The fatality rate is low in Bangladesh because some deaths are not reported, he said, adding that the actual rate must be higher. The demographic pattern of the population -- a vast number of young people -- also keeps the fatality at a low level.

"With the rise in new cases, our hospitals might not be able to treat all the patients, leading to a rise in the fatalities."

The first coronavirus cases were reported in Bangladesh on March 8. Despite the dense population and underfunded public hospitals, there was no deluge of infections over the first couple of weeks.

The number of daily new cases went past 1,000 on May 11, and 2,000 on May 27. The DGHS reported over 3,000 cases three days in a row last week.

A total of 165 deaths were reported in the last four days.

Experts said the daily new cases fall a little bit when more tests are done in areas where the outbreak is less severe.

After more than two months of shutdown, the government reopened the economy on June 1. Offices, shopping malls opened their doors while transport services resumed.

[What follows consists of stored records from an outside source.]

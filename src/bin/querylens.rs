//! QueryLens CLI binary.

use std::process;

use clap::Parser;
use tracing_subscriber::EnvFilter;

use querylens::cli::args::LensArgs;
use querylens::cli::commands::execute_command;

#[tokio::main]
async fn main() {
    let args = LensArgs::parse();

    let env_filter =
        EnvFilter::try_from_default_env().unwrap_or_else(|_| EnvFilter::new(args.log_filter()));
    tracing_subscriber::fmt()
        .with_env_filter(env_filter)
        .with_target(false)
        .with_writer(std::io::stderr)
        .init();

    if let Err(e) = execute_command(args).await {
        eprintln!("Error: {e}");
        process::exit(1);
    }
}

Prof Nazrul Islam, member of the government's National Technical Advisory Committee on Covid-19, said, "The number of cases has not jumped too much. So, I think the situation may continue like this in Bangladesh."

He added, "It is difficult to estimate the number of daily deaths in the days to come because we don't have enough data. But I think it will increase."

The noted virologist added, "If no intervention is made, it will continue until herd immunity is achieved. Otherwise, we have to impose a complete lockdown again."

During the daily briefing yesterday, Prof Nasima Sultana, additional director general at the DGHS, said a total of 16,638 samples were tested in 59 laboratories across the country.

More than 578 Covid-19 patients recovered in the 24 hours preceding 2:30pm, taking the total recoveries to 17,827.

The recovery rate now stands at 21.13 percent, she said.

Among the 44 people reported dead yesterday, 33 were men and the rest women. Nineteen were from Dhaka, 13 from Chattogram, two from Sylhet, four from Rajshahi, four from Barishal, one from Rangpur and one from Khulna division.

One was aged between 21 and 30 years, six between 31 and 40, five between 41 and 50, 11 between 51 and 60, 11 between 61 and 70, seven between 71 and 80, and three between 81 and 90.

A total of 496 people were placed in isolation across the country during the 24-hour period.